-------- Source information
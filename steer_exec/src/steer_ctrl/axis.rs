//! Logical control axes

// ---------------------------------------------------------------------------
// IMPORTS
// ---------------------------------------------------------------------------

use comms_if::eqpt::seat::SeatInput;
use serde::{Deserialize, Serialize};
use std::fmt;

// ---------------------------------------------------------------------------
// CONSTANTS
// ---------------------------------------------------------------------------

/// Number of logical control axes, including `Axis::None`.
pub const NUM_AXES: usize = 7;

/// Reads one seat channel.
type AxisAccessor = fn(&SeatInput) -> f64;

/// Accessor for each axis, in the order of the `Axis` discriminants.
const AXIS_TABLE: [(Axis, AxisAccessor); NUM_AXES] = [
    (Axis::Turn, read_lateral),
    (Axis::Forward, read_longitudinal),
    (Axis::Roll, read_roll),
    (Axis::Up, read_vertical),
    (Axis::Yaw, read_yaw),
    (Axis::Pitch, read_pitch),
    (Axis::None, read_none),
];

// ---------------------------------------------------------------------------
// ENUMERATIONS
// ---------------------------------------------------------------------------

/// The operator input channel which drives an actuator.
#[derive(Debug, Clone, Copy, PartialEq, Eq, Hash, Serialize, Deserialize)]
#[serde(rename_all = "lowercase")]
pub enum Axis {
    /// Strafe left/right (A/D)
    Turn,
    /// Forward/back (W/S)
    Forward,
    /// Roll (Q/E)
    Roll,
    /// Up/down (space/C)
    Up,
    /// Yaw (mouse or stick horizontal)
    Yaw,
    /// Pitch (mouse or stick vertical)
    Pitch,
    /// No live input, the actuator only straightens.
    None,
}

// ---------------------------------------------------------------------------
// IMPLEMENTATIONS
// ---------------------------------------------------------------------------

impl Axis {
    /// All axes in index order.
    pub const ALL: [Axis; NUM_AXES] = [
        Axis::Turn,
        Axis::Forward,
        Axis::Roll,
        Axis::Up,
        Axis::Yaw,
        Axis::Pitch,
        Axis::None,
    ];

    /// Index of this axis into per-axis arrays.
    pub fn index(self) -> usize {
        self as usize
    }

    /// Read this axis's raw input from a seat input frame.
    pub fn read(self, input: &SeatInput) -> f64 {
        (AXIS_TABLE[self.index()].1)(input)
    }

    /// Whether the axis carries live operator input.
    pub fn is_live(self) -> bool {
        self != Axis::None
    }
}

impl Default for Axis {
    fn default() -> Self {
        Axis::Turn
    }
}

impl fmt::Display for Axis {
    fn fmt(&self, f: &mut fmt::Formatter<'_>) -> fmt::Result {
        let s = match self {
            Axis::Turn => "turn",
            Axis::Forward => "forward",
            Axis::Roll => "roll",
            Axis::Up => "up",
            Axis::Yaw => "yaw",
            Axis::Pitch => "pitch",
            Axis::None => "none",
        };
        write!(f, "{}", s)
    }
}

// ---------------------------------------------------------------------------
// PRIVATE FUNCTIONS
// ---------------------------------------------------------------------------

fn read_lateral(input: &SeatInput) -> f64 {
    input.lateral
}

fn read_longitudinal(input: &SeatInput) -> f64 {
    input.longitudinal
}

fn read_roll(input: &SeatInput) -> f64 {
    input.roll
}

fn read_vertical(input: &SeatInput) -> f64 {
    input.vertical
}

fn read_yaw(input: &SeatInput) -> f64 {
    input.yaw
}

fn read_pitch(input: &SeatInput) -> f64 {
    input.pitch
}

fn read_none(_: &SeatInput) -> f64 {
    0.0
}

#[cfg(test)]
mod test {
    use super::*;

    #[test]
    fn test_table_order() {
        for (i, (axis, _)) in AXIS_TABLE.iter().enumerate() {
            assert_eq!(axis.index(), i);
            assert_eq!(Axis::ALL[i], *axis);
        }
    }

    #[test]
    fn test_read_axes() {
        let input = SeatInput {
            occupied: true,
            lateral: 0.1,
            longitudinal: 0.2,
            vertical: 0.3,
            roll: 0.4,
            yaw: 0.5,
            pitch: 0.6,
        };

        assert_eq!(Axis::Turn.read(&input), 0.1);
        assert_eq!(Axis::Forward.read(&input), 0.2);
        assert_eq!(Axis::Up.read(&input), 0.3);
        assert_eq!(Axis::Roll.read(&input), 0.4);
        assert_eq!(Axis::Yaw.read(&input), 0.5);
        assert_eq!(Axis::Pitch.read(&input), 0.6);
        assert_eq!(Axis::None.read(&input), 0.0);
    }
}
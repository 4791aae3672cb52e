//! # Communications interface crate.
//!
//! Provides the boundary types shared between the steering controller and
//! whatever feeds it: operator input frames, telecommands and runtime
//! commands.

// ------------------------------------------------------------------------------------------------
// MODULES
// ------------------------------------------------------------------------------------------------

/// Runtime command list parsing
pub mod cmd;

/// Definitions for equipment (like the control seat)
pub mod eqpt;

pub mod tc;
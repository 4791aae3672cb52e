//! SteerCtrl status reporting

// ---------------------------------------------------------------------------
// IMPORTS
// ---------------------------------------------------------------------------

use serde::Serialize;
use std::fmt;

use super::{Actuator, Axis, CtrlState};

// ---------------------------------------------------------------------------
// DATA STRUCTURES
// ---------------------------------------------------------------------------

/// Status of SteerCtrl at the end of a cycle.
#[derive(Debug, Clone, Default, Serialize)]
pub struct StatusReport {
    pub state: CtrlState,

    /// Number of bound actuators.
    pub num_actuators: usize,

    /// Name of the control seat, if bound.
    pub seat_name: Option<String>,

    /// Why the last setup attempt failed.
    pub setup_error: Option<String>,

    /// Supervisory periods until the next setup attempt.
    pub setup_retry_in: u32,

    /// The current auto-straighten default.
    pub auto_straighten: bool,

    pub actuators: Vec<ActuatorStatus>,

    /// Current operator messages, oldest first.
    pub messages: Vec<String>,
}

/// Status of a single actuator.
#[derive(Debug, Clone, Serialize)]
pub struct ActuatorStatus {
    pub name: String,
    pub axis: Axis,

    /// "rotational" or "linear".
    pub kind: &'static str,

    /// Position within the joint's travel, `None` if the travel is degenerate.
    ///
    /// Units: percent
    pub position_pct: Option<f64>,

    /// The joint's actual velocity.
    pub velocity: f64,

    /// The velocity demanded on the last cycle.
    pub target_velocity: f64,
}

// ---------------------------------------------------------------------------
// IMPLEMENTATIONS
// ---------------------------------------------------------------------------

impl ActuatorStatus {
    pub fn from_actuator(act: &Actuator) -> Self {
        let joint = act.joint().borrow();
        let travel = joint.travel();

        Self {
            name: String::from(act.name()),
            axis: act.axis(),
            kind: travel.kind(),
            position_pct: travel.normalised_position().map(|p| p * 100.0),
            velocity: joint.velocity(),
            target_velocity: act.last_velocity(),
        }
    }
}

impl fmt::Display for StatusReport {
    fn fmt(&self, f: &mut fmt::Formatter<'_>) -> fmt::Result {
        writeln!(f, "== Hinge Steering ==")?;

        match self.state {
            CtrlState::Setup => {
                match &self.setup_error {
                    Some(e) => {
                        writeln!(f, "Setup failed.\n\n{}\n", e)?;
                        if self.setup_retry_in > 0 {
                            writeln!(f, "Retrying in {} periods.", self.setup_retry_in)?;
                        }
                        else {
                            writeln!(f, "Retrying setup...")?;
                        }
                    },
                    None => writeln!(f, "Running setup...")?
                }
            },
            state => {
                writeln!(f, "Setup complete. Steering {}.", state)?;
                writeln!(f, "Hinges: {}.", self.num_actuators)?;
                if let Some(seat) = &self.seat_name {
                    writeln!(f, "Selected control seat: {}", seat)?;
                }
                writeln!(
                    f,
                    "Auto-straighten: {}",
                    if self.auto_straighten { "on" } else { "off" }
                )?;

                for a in self.actuators.iter() {
                    match a.position_pct {
                        Some(p) => writeln!(
                            f, "  {} [{}]: {:5.1}%, {:+.3}/s",
                            a.name, a.axis, p, a.velocity
                        )?,
                        None => writeln!(
                            f, "  {} [{}]: ---, {:+.3}/s",
                            a.name, a.axis, a.velocity
                        )?
                    }
                }
            }
        }

        if !self.messages.is_empty() {
            writeln!(f)?;
            for m in self.messages.iter() {
                writeln!(f, "{}", m)?;
            }
        }

        Ok(())
    }
}
//! Main steering executable entry point.
//!
//! # Architecture
//!
//! The general execution methodology consists of:
//!
//!     - Initialise all modules
//!     - Main loop:
//!         - Telecommand processing from the script
//!         - Supervisory processing on the low-rate cycle (setup)
//!         - Steering control processing
//!         - Simulated scene integration
//!         - Archiving
//!
//! The loop runs in real time unless `--no-sleep` is given, in which case
//! cycles are executed back to back. Either way the script follows simulated
//! time, so runs are repeatable.

// ---------------------------------------------------------------------------
// USE MODULES FROM LIBRARY
// ---------------------------------------------------------------------------

use steer_lib::{
    data_store::DataStore,
    params::SteerExecParams,
    sim::SimScene,
    steer_ctrl::CtrlState,
};

mod tc_processor;

// ---------------------------------------------------------------------------
// IMPORTS
// ---------------------------------------------------------------------------

// External
use color_eyre::{eyre::{eyre, WrapErr}, Report};
use log::{debug, info, warn};
use std::path::PathBuf;
use std::thread;
use std::time::{Duration, Instant};
use structopt::StructOpt;

// Internal
use util::{
    archive::{Archived, Archiver},
    host,
    logger::{logger_init, LevelFilter},
    module::{State, Supervised},
    script_interpreter::{PendingTcs, ScriptInterpreter},
    session::Session,
};

// ---------------------------------------------------------------------------
// STRUCTURES
// ---------------------------------------------------------------------------

/// Command line options.
#[derive(Debug, StructOpt)]
#[structopt(name = "steer_exec", about = "Hinge steering controller on a simulated vehicle")]
struct Opt {
    /// Operator script to replay.
    #[structopt(short, long, parse(from_os_str))]
    script: Option<PathBuf>,

    /// Stop after this many cycles.
    #[structopt(short, long)]
    cycles: Option<u64>,

    /// Run cycles back to back instead of in real time.
    #[structopt(long)]
    no_sleep: bool,

    /// Log trace level output.
    #[structopt(short, long)]
    verbose: bool,
}

// ---------------------------------------------------------------------------
// FUNCTIONS
// ---------------------------------------------------------------------------

/// Executable main function, entry point.
fn main() -> Result<(), Report> {

    color_eyre::install()?;

    let opt = Opt::from_args();

    // ---- EARLY INITIALISATION ----

    // Initialise session
    let session = Session::new(
        "steer_exec",
        "sessions"
    ).wrap_err("Failed to create the session")?;

    // Initialise logger
    let level = if opt.verbose { LevelFilter::Trace } else { LevelFilter::Debug };
    logger_init(level, !opt.no_sleep, &session)
        .wrap_err("Failed to initialise logging")?;

    // Log information on this execution.
    info!("Hinge Steering Executable\n");
    info!("Running on: {}", host::get_platform());
    info!("Session directory: {:?}\n", session.session_root);
    debug!("CLI options: {:?}", opt);

    // ---- LOAD PARAMETERS ----

    let exec_params: SteerExecParams = util::params::load(
        "steer_exec.toml"
    ).wrap_err("Could not load exec params")?;
    exec_params.validate().map_err(|e| eyre!("Invalid exec params: {}", e))?;

    info!("Exec parameters loaded");

    // ---- INITIALISE TC SOURCE ----

    let mut script = match opt.script {
        Some(ref path) => {
            info!("Loading script from {:?}", path);

            let si = ScriptInterpreter::new(path)
                .wrap_err("Failed to load script")?;

            info!(
                "Loaded script lasts {:.02} s and contains {} TCs\n",
                si.get_duration(),
                si.get_num_tcs()
            );

            Some(si)
        },
        None => {
            info!("No script provided, the seat will stay empty\n");
            None
        }
    };

    if script.is_none() && opt.cycles.is_none() {
        return Err(eyre!("Without a script the number of cycles must be given"));
    }

    // ---- INITIALISE DATASTORE ----

    info!("Initialising modules...");

    let mut ds = DataStore::default();

    // ---- INITIALISE MODULES ----

    ds.steer_ctrl.init("steer_ctrl.toml", &session)
        .wrap_err("Failed to initialise SteerCtrl")?;
    info!("SteerCtrl init complete");

    ds.arch_steer_ctrl = Archiver::from_path(&session, "steer_ctrl.csv")
        .wrap_err("Failed to initialise the SteerCtrl archive")?;

    let mut scene = SimScene::from_params(&exec_params.scene);
    info!("Simulated scene has {} joint(s)", scene.num_joints());

    info!("Module initialisation complete\n");

    // ---- MAIN LOOP ----

    info!("Begining main loop\n");

    let cycle_period = Duration::from_secs_f64(exec_params.cycle_period_s());
    let mut script_done = false;

    loop {

        // Get cycle start time
        let cycle_start_instant = Instant::now();

        // Clear items that need wiping at the start of the cycle
        ds.cycle_start(exec_params.low_rate_divisor, exec_params.cycle_frequency_hz);

        // ---- TELECOMMAND PROCESSING ----

        if let Some(ref mut si) = script {
            match si.get_pending_tcs(ds.sim_time_s) {
                PendingTcs::None => (),
                PendingTcs::Some(tcs) => {
                    for tc in tcs.iter() {
                        tc_processor::exec(&mut ds, &mut scene, tc);
                    }
                },
                PendingTcs::EndOfScript => {
                    if !script_done {
                        info!("End of script reached");
                        script_done = true;
                    }
                }
            }
        }

        // ---- SUPERVISORY PROCESSING ----

        if ds.is_low_rate_cycle {
            ds.steer_ctrl.supervise(&scene);
            info!("\n{}", ds.steer_ctrl.status_report());
        }

        // ---- STEERING CONTROL PROCESSING ----

        match ds.steer_ctrl.proc(&ds.steer_ctrl_input) {
            Ok((output, report)) => {
                ds.steer_ctrl_output = output;
                ds.steer_ctrl_status_rpt = report;
            },
            Err(e) => match e {}
        }

        // ---- SIMULATION ----

        scene.step(exec_params.cycle_period_s());

        // ---- WRITE ARCHIVES ----

        if let Err(e) = ds.write() {
            warn!("Could not write the SteerCtrl archive: {}", e);
        }

        // ---- EXIT CONDITIONS ----

        ds.cycle_end();

        let state = ds.steer_ctrl_output.state;
        if script_done && (state == CtrlState::Off || state == CtrlState::Setup) {
            info!("Script complete and steering is {}", state);
            break
        }

        if let Some(max_cycles) = opt.cycles {
            if ds.num_cycles >= max_cycles {
                info!("Cycle limit ({}) reached", max_cycles);
                break
            }
        }

        // ---- CYCLE MANAGEMENT ----

        if opt.no_sleep {
            continue
        }

        let cycle_dur = Instant::now() - cycle_start_instant;

        // Get sleep duration
        match cycle_period.checked_sub(cycle_dur) {
            Some(d) => {
                ds.num_consec_cycle_overruns = 0;
                thread::sleep(d);
            },
            None => {
                ds.num_consec_cycle_overruns += 1;

                if ds.num_consec_cycle_overruns == 1
                    || ds.num_consec_cycle_overruns > exec_params.overrun_warn_limit
                {
                    warn!(
                        "Cycle overran by {:.06} s ({} consecutive)",
                        cycle_dur.as_secs_f64() - cycle_period.as_secs_f64(),
                        ds.num_consec_cycle_overruns
                    );
                }
            }
        }
    }

    // ---- SHUTDOWN ----

    let status_path = session
        .save_json("final_status.json", &ds.steer_ctrl_status_rpt)
        .wrap_err("Could not save the final status")?;
    info!("Final status saved to {:?}", status_path);

    info!("\n{}", ds.steer_ctrl_status_rpt);
    info!("End of execution after {} cycles", ds.num_cycles);

    Ok(())
}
----------------
**Task statement:**
How many lines of the entries above contain the word "SeatInput"? Give the number alone.

**Output of the exercise:**
11